What are you working on at the moment?
Currently, I am making narrative pieces, exploring and experimenting with abstract and figurative narration as well as drawing what I see around me in my sketchbook.
Where does your inspiration come from?
Foot journeys, architectural experiences in nature, plants in cities, hand-painted signs, small things, animals, conversations, astrology, ethnic food, BBC Radio 4, other people’s homes, dialects and accents, artistic expressions of human emotion, shamanism, Naples, Gloucester and Peckham...
Describe your process of image making...
I start off by drawing my idea with pencil in a sketchbook, trying to visualise the images in my head as thumbnails and then as detailed as possible before I get my gouache and brushes out. I then start messing around with colour and shapes until something ‘speaks’ to me. When I am under time pressure, I paint vignettes in my sketchbook, scan and assemble all the best bits to a final digital collage. Otherwise I try and work on one painting or collage with lots of painted bits of paper. I am trying to work less and less on the computer, as I feel it has a negative effect on my energy levels and I get too distracted by the internet.

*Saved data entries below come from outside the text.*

//! Google Gemini `generateContent` binding.

use async_trait::async_trait;
use coordination::{ModelBinding, ModelError, DEFAULT_TEMPERATURE};
use serde_json::{json, Value};

use super::{http_client, required_text, send_json};

const GEMINI_BASE_URL: &str = "https://generativelanguage.googleapis.com/v1beta/models";

pub struct GeminiModel {
    api_key: String,
    model: String,
    client: reqwest::Client,
}

impl GeminiModel {
    pub fn new(api_key: String, model: String) -> Result<Self, ModelError> {
        Ok(Self {
            api_key,
            model,
            client: http_client()?,
        })
    }

    pub fn model(&self) -> &str {
        &self.model
    }

    fn endpoint(&self) -> String {
        format!("{}/{}:generateContent", GEMINI_BASE_URL, self.model)
    }
}

pub fn request_body(persona: &str, instructions: &str) -> Value {
    json!({
        "systemInstruction": {
            "parts": [{"text": persona}]
        },
        "contents": [{
            "role": "user",
            "parts": [{"text": instructions}]
        }],
        "generationConfig": {
            "temperature": DEFAULT_TEMPERATURE
        }
    })
}

pub fn extract_content(response: &Value) -> Result<String, ModelError> {
    required_text(
        response.pointer("/candidates/0/content/parts/0/text"),
        "Gemini",
    )
    .map(str::to_string)
}

#[async_trait]
impl ModelBinding for GeminiModel {
    async fn generate(&self, persona: &str, instructions: &str) -> Result<String, ModelError> {
        let request = self
            .client
            .post(self.endpoint())
            .header("x-goog-api-key", &self.api_key)
            .json(&request_body(persona, instructions));

        let response = send_json(request, "Gemini").await?;
        extract_content(&response)
    }
}

impl std::fmt::Debug for GeminiModel {
    fn fmt(&self, f: &mut std::fmt::Formatter<'_>) -> std::fmt::Result {
        f.debug_struct("GeminiModel")
            .field("model", &self.model)
            .finish_non_exhaustive()
    }
}
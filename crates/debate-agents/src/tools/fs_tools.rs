//! File system tools: read and list files in the local-files directory.

use std::path::{Path, PathBuf};

use async_trait::async_trait;
use coordination::{Capability, CapabilityError};
use tracing::debug;

use super::{sandbox_check, ToolError};

pub const READ_DESCRIPTION: &str = "Read a file from the local files directory by name. \
     Supports text files (.txt, .md, .json, .csv, .xml, .yaml). \
     Useful for project documentation, configurations, and context files.";

pub const LIST_DESCRIPTION: &str =
    "List all files available in the local files directory, with their file types.";

const SUPPORTED_TYPES_FOOTER: &str =
    "Supported file types: Text (.txt, .md, .json, .csv, .xml, .yaml, .yml)";

/// Human-readable description of a file extension (without the dot).
pub fn file_type_description(extension: &str) -> &'static str {
    match extension.to_ascii_lowercase().as_str() {
        "pdf" => "PDF document",
        "txt" => "Text file",
        "md" => "Markdown file",
        "json" => "JSON file",
        "csv" => "CSV file",
        "xml" => "XML file",
        "yaml" | "yml" => "YAML file",
        _ => "Text file",
    }
}

// ---------------------------------------------------------------------------
// ReadLocalFileTool
// ---------------------------------------------------------------------------

/// Read a text file from the local-files directory.
///
/// Only the base name of the argument is used, so `../../etc/passwd` is read
/// as `passwd` inside the directory.
pub struct ReadLocalFileTool {
    pub root: PathBuf,
}

impl ReadLocalFileTool {
    pub fn new(root: &Path) -> Self {
        Self {
            root: root.to_path_buf(),
        }
    }

    pub async fn read(&self, filename: &str) -> Result<String, ToolError> {
        let base = Path::new(filename.trim())
            .file_name()
            .and_then(|n| n.to_str())
            .ok_or_else(|| ToolError::InvalidName(filename.to_string()))?;

        let extension = Path::new(base)
            .extension()
            .and_then(|e| e.to_str())
            .unwrap_or_default();
        if extension.eq_ignore_ascii_case("pdf") {
            return Err(ToolError::Unsupported(format!(
                "'{base}' is a PDF document; only text files can be read"
            )));
        }

        let is_file = tokio::fs::metadata(self.root.join(base))
            .await
            .is_ok_and(|meta| meta.is_file());
        if !is_file {
            return Err(ToolError::NotFound {
                name: base.to_string(),
                dir: self.root.display().to_string(),
            });
        }

        let path = sandbox_check(&self.root, base)?;
        debug!(path = %path.display(), "reading local file");
        Ok(tokio::fs::read_to_string(&path).await?)
    }
}

#[async_trait]
impl Capability for ReadLocalFileTool {
    async fn invoke(&self, argument: &str) -> Result<String, CapabilityError> {
        Ok(self.read(argument).await?)
    }
}

// ---------------------------------------------------------------------------
// ListLocalFilesTool
// ---------------------------------------------------------------------------

/// List the non-hidden files of the local-files directory, sorted by name.
pub struct ListLocalFilesTool {
    pub root: PathBuf,
}

impl ListLocalFilesTool {
    pub fn new(root: &Path) -> Self {
        Self {
            root: root.to_path_buf(),
        }
    }

    pub async fn list(&self) -> Result<String, ToolError> {
        let mut names = Vec::new();
        let mut dir = tokio::fs::read_dir(&self.root).await?;
        while let Some(entry) = dir.next_entry().await? {
            let name = entry.file_name().to_string_lossy().to_string();
            if name.starts_with('.') || !entry.file_type().await?.is_file() {
                continue;
            }
            names.push(name);
        }
        names.sort();

        if names.is_empty() {
            return Ok(format!("No files found in {}", self.root.display()));
        }

        let listing = names
            .iter()
            .map(|name| {
                let extension = Path::new(name)
                    .extension()
                    .and_then(|e| e.to_str())
                    .unwrap_or_default();
                format!("- {} ({})", name, file_type_description(extension))
            })
            .collect::<Vec<_>>()
            .join("\n");

        Ok(format!(
            "Available files in {}:\n{}\n\n{}",
            self.root.display(),
            listing,
            SUPPORTED_TYPES_FOOTER
        ))
    }
}

#[async_trait]
impl Capability for ListLocalFilesTool {
    /// The argument is ignored.
    async fn invoke(&self, _argument: &str) -> Result<String, CapabilityError> {
        Ok(self.list().await?)
    }
}
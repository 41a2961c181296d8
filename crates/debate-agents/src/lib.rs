//! Hosting crate for multi-agent debates.
//!
//! Wires the `coordination` debate engine to hosted chat providers, local
//! tools, environment configuration, and roster files.

pub mod config;
pub mod presets;
pub mod providers;
pub mod report;
pub mod roster;
pub mod tools;

pub use config::AppConfig;
pub use providers::{build_model, ProviderKind};
pub use report::{render_outcome, run_with_deadline};
pub use roster::{ResponderSpec, Roster};
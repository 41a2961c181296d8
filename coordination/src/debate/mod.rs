//! Multi-round debate among independent responders.
//!
//! # Debate Flow
//!
//! ```text
//! Start → Round 0 (all responders, concurrent)
//!           │
//!           ▼
//!   ┌─ Critique round k (responders in order, snapshot of round k-1)
//!   │       │
//!   │       ├─ converged?  yes → Synthesis
//!   │       ├─ rounds left? yes ─┐
//!   └───────┼────────────────────┘
//!           └─ budget exhausted → Synthesis
//!
//! Synthesis → DebateOutcome
//! any responder failure → Err(DebateError::Model)
//! ```

pub mod config;
pub mod convergence;
pub mod engine;

pub use config::{DebateConfig, SynthesizerPolicy, DEFAULT_MAX_ROUNDS};
pub use convergence::{overlap_ratio, ConvergenceEstimator, DEFAULT_CONVERGENCE_THRESHOLD};
pub use engine::DebateEngine;
//! Transcript types: entries, rounds, and the debate outcome.

use chrono::{DateTime, Utc};
use serde::{Deserialize, Serialize};
use uuid::Uuid;

/// Number of content characters each reasoning-trace line keeps.
pub const TRACE_PREVIEW_CHARS: usize = 100;

/// One responder's contribution to one round. Immutable once created.
#[derive(Debug, Clone, PartialEq, Serialize, Deserialize)]
pub struct TranscriptEntry {
    /// Name of the authoring responder.
    pub agent: String,
    /// Generated text (after capability-call resolution).
    pub content: String,
    /// Round index (0 = initial independent round).
    pub round: u32,
    /// When the entry was recorded.
    pub created_at: DateTime<Utc>,
}

impl TranscriptEntry {
    pub fn new(agent: impl Into<String>, content: impl Into<String>, round: u32) -> Self {
        Self {
            agent: agent.into(),
            content: content.into(),
            round,
            created_at: Utc::now(),
        }
    }

    /// Render as `"<agent>: <content>"`.
    pub fn render(&self) -> String {
        format!("{}: {}", self.agent, self.content)
    }
}

/// Render entries as `"<agent>: <content>"` blocks separated by a blank line.
pub fn render_entries<'a, I>(entries: I) -> String
where
    I: IntoIterator<Item = &'a TranscriptEntry>,
{
    entries
        .into_iter()
        .map(TranscriptEntry::render)
        .collect::<Vec<_>>()
        .join("\n\n")
}

/// A synchronized batch of entries sharing one round index, in responder
/// registration order.
#[derive(Debug, Clone, PartialEq, Serialize, Deserialize)]
pub struct Round {
    pub index: u32,
    pub entries: Vec<TranscriptEntry>,
}

impl Round {
    pub fn new(index: u32, entries: Vec<TranscriptEntry>) -> Self {
        Self { index, entries }
    }

    pub fn len(&self) -> usize {
        self.entries.len()
    }

    pub fn is_empty(&self) -> bool {
        self.entries.is_empty()
    }

    /// Names of the responders that contributed, in order.
    pub fn agents(&self) -> Vec<&str> {
        self.entries.iter().map(|e| e.agent.as_str()).collect()
    }
}

/// Result of one `run_debate` call. Owned by the caller.
#[derive(Debug, Clone, Serialize, Deserialize)]
pub struct DebateOutcome {
    /// Unique id of this debate run.
    pub debate_id: Uuid,
    /// The original prompt.
    pub prompt: String,
    /// Synthesized answer from the designated responder.
    pub final_answer: String,
    /// Human-readable summary of all rounds.
    pub reasoning: String,
    /// True iff the debate stopped before exhausting its round budget.
    pub consensus: bool,
    /// Round index at which convergence was signaled, if ever.
    pub converged_at: Option<u32>,
    /// Name of the responder that synthesized the final answer.
    pub synthesizer: String,
    /// Every round, in order.
    pub rounds: Vec<Round>,
}

impl DebateOutcome {
    pub fn round_count(&self) -> usize {
        self.rounds.len()
    }

    /// All entries, round-then-registration order.
    pub fn entries(&self) -> impl Iterator<Item = &TranscriptEntry> {
        self.rounds.iter().flat_map(|r| r.entries.iter())
    }

    pub fn total_entries(&self) -> usize {
        self.rounds.iter().map(Round::len).sum()
    }

    /// Compact summary line.
    pub fn summary_line(&self) -> String {
        let status = if self.consensus {
            "CONSENSUS"
        } else {
            "NO-CONSENSUS"
        };
        format!(
            "[{}] {} rounds | {} messages | synthesizer={}",
            status,
            self.round_count(),
            self.total_entries(),
            self.synthesizer
        )
    }

    /// Serialize to pretty JSON.
    pub fn to_json(&self) -> Result<String, serde_json::Error> {
        serde_json::to_string_pretty(self)
    }
}

/// Build the diagnostic reasoning trace: one block per round, each entry's
/// agent name and the first [`TRACE_PREVIEW_CHARS`] characters of its content.
pub fn reasoning_trace(rounds: &[Round]) -> String {
    let mut trace = String::from("Debate Process:\n\n");
    for (i, round) in rounds.iter().enumerate() {
        trace.push_str(&format!("Round {}:\n", i + 1));
        for entry in &round.entries {
            let preview: String = entry.content.chars().take(TRACE_PREVIEW_CHARS).collect();
            trace.push_str(&format!("- {}: {}...\n", entry.agent, preview));
        }
        trace.push('\n');
    }
    trace
}
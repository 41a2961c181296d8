//! Anthropic messages binding.

use async_trait::async_trait;
use coordination::{ModelBinding, ModelError, DEFAULT_TEMPERATURE};
use serde_json::{json, Value};

use super::{http_client, send_json};

const ANTHROPIC_MESSAGES_URL: &str = "https://api.anthropic.com/v1/messages";
const ANTHROPIC_VERSION: &str = "2023-06-01";
const MAX_TOKENS: u32 = 4096;

pub struct AnthropicModel {
    api_key: String,
    model: String,
    client: reqwest::Client,
}

impl AnthropicModel {
    pub fn new(api_key: String, model: String) -> Result<Self, ModelError> {
        Ok(Self {
            api_key,
            model,
            client: http_client()?,
        })
    }

    pub fn model(&self) -> &str {
        &self.model
    }
}

pub fn request_body(model: &str, persona: &str, instructions: &str) -> Value {
    json!({
        "model": model,
        "max_tokens": MAX_TOKENS,
        "temperature": DEFAULT_TEMPERATURE,
        "system": persona,
        "messages": [{
            "role": "user",
            "content": instructions
        }]
    })
}

/// Concatenate every `text` block of the response.
pub fn extract_content(response: &Value) -> Result<String, ModelError> {
    let blocks = response
        .get("content")
        .and_then(Value::as_array)
        .ok_or_else(|| ModelError::ParseError("Anthropic response missing content".into()))?;

    let text: Vec<&str> = blocks
        .iter()
        .filter(|b| b.get("type").and_then(Value::as_str).unwrap_or("text") == "text")
        .filter_map(|b| b.get("text").and_then(Value::as_str))
        .collect();

    if text.is_empty() {
        return Err(ModelError::ParseError(
            "Anthropic response has no text blocks".into(),
        ));
    }
    Ok(text.concat())
}

#[async_trait]
impl ModelBinding for AnthropicModel {
    async fn generate(&self, persona: &str, instructions: &str) -> Result<String, ModelError> {
        let request = self
            .client
            .post(ANTHROPIC_MESSAGES_URL)
            .header("x-api-key", &self.api_key)
            .header("anthropic-version", ANTHROPIC_VERSION)
            .header("content-type", "application/json")
            .json(&request_body(&self.model, persona, instructions));

        let response = send_json(request, "Claude").await?;
        extract_content(&response)
    }
}

impl std::fmt::Debug for AnthropicModel {
    fn fmt(&self, f: &mut std::fmt::Formatter<'_>) -> std::fmt::Result {
        f.debug_struct("AnthropicModel")
            .field("model", &self.model)
            .finish_non_exhaustive()
    }
}

#[cfg(test)]
mod tests {
    use super::*;

    #[test]
    fn test_request_body() {
        let body = request_body("claude-3-haiku-20240307", "You are a CPA.", "Itemize?");
        assert_eq!(body["model"], "claude-3-haiku-20240307");
        assert_eq!(body["system"], "You are a CPA.");
        assert_eq!(body["max_tokens"], 4096);
        assert_eq!(body["messages"][0]["role"], "user");
        assert_eq!(body["messages"][0]["content"], "Itemize?");
    }

    #[test]
    fn test_extract_content_joins_text_blocks() {
        let response = json!({
            "content": [
                {"type": "text", "text": "Take the "},
                {"type": "text", "text": "standard deduction."}
            ]
        });
        assert_eq!(extract_content(&response).unwrap(), "Take the standard deduction.");
    }

    #[test]
    fn test_extract_content_missing() {
        assert!(matches!(
            extract_content(&json!({"id": "msg_1"})),
            Err(ModelError::ParseError(_))
        ));
        assert!(matches!(
            extract_content(&json!({"content": []})),
            Err(ModelError::ParseError(_))
        ));
    }
}
//! Stone recognition pipeline.
//!
//! Decodes an uploaded image, runs it through a lazily loaded classifier and
//! returns the three most likely stone types with renormalized confidences.

use chrono::{DateTime, Duration, Utc};
use log::{debug, info};

pub mod engine;
pub mod error;
pub mod labels;
pub mod model;
pub mod preprocess;
pub mod profile;
#[cfg(feature = "tensorflow")]
pub mod saved_model;
pub mod upload;

pub use engine::{InferenceEngine, PredictionEntry, PredictionResult};
pub use error::{ClassifyError, LabelMapError, ModelLoadError};
pub use labels::LabelMap;
pub use model::{Classifier, ModelLoader, ModelProvider};
pub use preprocess::{prepare, ImageTensor};
pub use profile::{ChannelOrder, PreprocessingProfile, ResizeFilter};
#[cfg(feature = "tensorflow")]
pub use saved_model::SavedModelLoader;
pub use upload::{DiskUploadStore, UploadStore};

pub struct Timer {
    name: String,
    tstamp: Option<DateTime<Utc>>,
    duration: Option<Duration>,
}

impl Timer {
    /// Create a new timer
    pub fn new(name: &str) -> Self {
        Timer {
            name: name.to_owned(),
            tstamp: None,
            duration: None,
        }
    }

    pub fn new_start(name: &str) -> Self {
        let mut t = Timer::new(name);
        t.start();
        t
    }

    /// Start the timer
    pub fn start(&mut self) {
        debug!("{}: starting", self.name);

        self.tstamp = Some(Utc::now());
        self.duration = None;
    }

    /// Stop the timer
    pub fn stop(&mut self) {
        match self.tstamp {
            None => debug!("{}: not running!", self.name),
            Some(tstamp) => {
                let d = Utc::now() - tstamp;

                self.duration = Some(d);
                self.tstamp = None;
                info!("{} duration: {} msec", self.name, d.num_milliseconds());
            }
        }
    }

    /// Duration of the last completed run in milliseconds
    pub fn duration(&self) -> i64 {
        match self.duration {
            None => 0,
            Some(dur) => dur.num_milliseconds(),
        }
    }
}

Do you think it is important to have a single, identifiable, artistic style? Is there any value in constantly evolving one's style or is it better to develop a distinctive one and stick with it?
I think it is recommendable, certainly from a commercial point of view, to have one identifiable style. This can be quite loose, however. I find important that my style can be adapted to a variety of audiences, for children's books as well as for adult literature or design. A style is a bit like handwriting, you can't force it to look a certain way and it will naturally evolve continuously.
How do you feel about the tension between commercial and authorial considerations?
Working to a client's brief can be dull at times (but not always!), however, it can also be very helpful because it gives constraints. It is way harder for me to create personal work without being tempted to change the parameters. Authorial work is where my personal artistic growth happens, where I can allow myself to dig deeper and address issues that are more personal and sometimes quite dark. I need commercial work in order to finance my authorship work, and on the other hand, authorship work can lead to commercial commissions.